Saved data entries
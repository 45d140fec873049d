use crate::calendar::format_date;
use crate::cli::args;
use crate::cli::core::{CommandError, CommandResult, ShellContext};
use crate::cli::io;
use crate::cli::output::section as output_section;
use crate::cli::registry::CommandEntry;
use crate::core::services::LogService;

const EXPENSE_USAGE: &str = "expense-add <name> <amount> [YYYY-MM-DD]";

pub(crate) fn definitions() -> Vec<CommandEntry> {
    vec![
        CommandEntry::new(
            "gas",
            "Log a fuel fill-up, today or on a given date",
            "gas [YYYY-MM-DD]",
            cmd_gas,
        ),
        CommandEntry::new(
            "gas-remove",
            "Remove a fuel fill-up",
            "gas-remove <id>",
            cmd_gas_remove,
        ),
        CommandEntry::new(
            "expense-add",
            "Log a miscellaneous expense",
            EXPENSE_USAGE,
            cmd_expense_add,
        ),
        CommandEntry::new(
            "expense-remove",
            "Remove a miscellaneous expense",
            "expense-remove <id>",
            cmd_expense_remove,
        ),
        CommandEntry::new(
            "logs",
            "List fuel and expense logs in the current filter",
            "logs",
            cmd_logs,
        ),
    ]
}

fn cmd_gas(context: &mut ShellContext, args: &[&str]) -> CommandResult {
    if args.len() > 1 {
        return Err(CommandError::usage("gas [YYYY-MM-DD]"));
    }
    let at = args::instant(args.first().copied(), context.now())?;
    let id = LogService::log_gas(&mut context.session, at);
    io::print_success(format!(
        "Fill-up logged [{}] on {}.",
        args::short_id(&id),
        format_date(at.date())
    ));
    Ok(())
}

fn cmd_gas_remove(context: &mut ShellContext, args: &[&str]) -> CommandResult {
    let [raw_id] = args else {
        return Err(CommandError::usage("gas-remove <id>"));
    };
    let id = args::resolve_id(
        raw_id,
        context.session.gas_logs.iter().map(|log| log.id),
        "fill-up",
    )?;
    let removed = LogService::remove_gas(&mut context.session, id)?;
    io::print_success(format!(
        "Fill-up on {} removed.",
        format_date(removed.date.date())
    ));
    Ok(())
}

fn cmd_expense_add(context: &mut ShellContext, args: &[&str]) -> CommandResult {
    let (name, amount, day) = match args {
        [name, amount] => (name, amount, None),
        [name, amount, day] => (name, amount, Some(*day)),
        _ => return Err(CommandError::usage(EXPENSE_USAGE)),
    };
    let at = args::instant(day, context.now())?;
    let id = LogService::add_expense(&mut context.session, name, args::amount(amount)?, at)?;
    io::print_success(format!(
        "Expense `{}` logged [{}].",
        name,
        args::short_id(&id)
    ));
    Ok(())
}

fn cmd_expense_remove(context: &mut ShellContext, args: &[&str]) -> CommandResult {
    let [raw_id] = args else {
        return Err(CommandError::usage("expense-remove <id>"));
    };
    let id = args::resolve_id(
        raw_id,
        context.session.expense_logs.iter().map(|log| log.id),
        "expense",
    )?;
    let removed = LogService::remove_expense(&mut context.session, id)?;
    io::print_success(format!("Expense `{}` removed.", removed.name));
    Ok(())
}

fn cmd_logs(context: &mut ShellContext, _args: &[&str]) -> CommandResult {
    let session = &context.session;
    let money = &context.money;
    let filter = session.filter;
    output_section(format!("Logs ({})", filter.label()));

    let gas = LogService::gas_in_filter(session, &filter);
    io::print_info(format!(
        "Fuel fill-ups: {} (x {} = {})",
        gas.len(),
        money.amount(session.settings.fuel_cost),
        money.amount(
            session
                .settings
                .fuel_cost
                .saturating_mul(i64::try_from(gas.len()).unwrap_or(i64::MAX))
        )
    ));
    for log in gas {
        io::print_info(format!(
            "  [{}] {}",
            args::short_id(&log.id),
            log.date.format("%d/%m/%Y %H:%M")
        ));
    }

    let expenses = LogService::expenses_in_filter(session, &filter);
    io::print_info(format!(
        "Expenses: {} totalling {}",
        expenses.len(),
        money.amount(LogService::expense_total(session, &filter))
    ));
    for log in expenses {
        io::print_info(format!(
            "  [{}] {} {} on {}",
            args::short_id(&log.id),
            log.name,
            money.amount(log.amount),
            format_date(log.date.date())
        ));
    }
    Ok(())
}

WORK REQUEST
From the entries above, copy each line holding "core".

EXERCISE RESPONSE
use crate::cli::core::{CommandError, CommandResult, ShellContext};
use crate::core::services::LogService;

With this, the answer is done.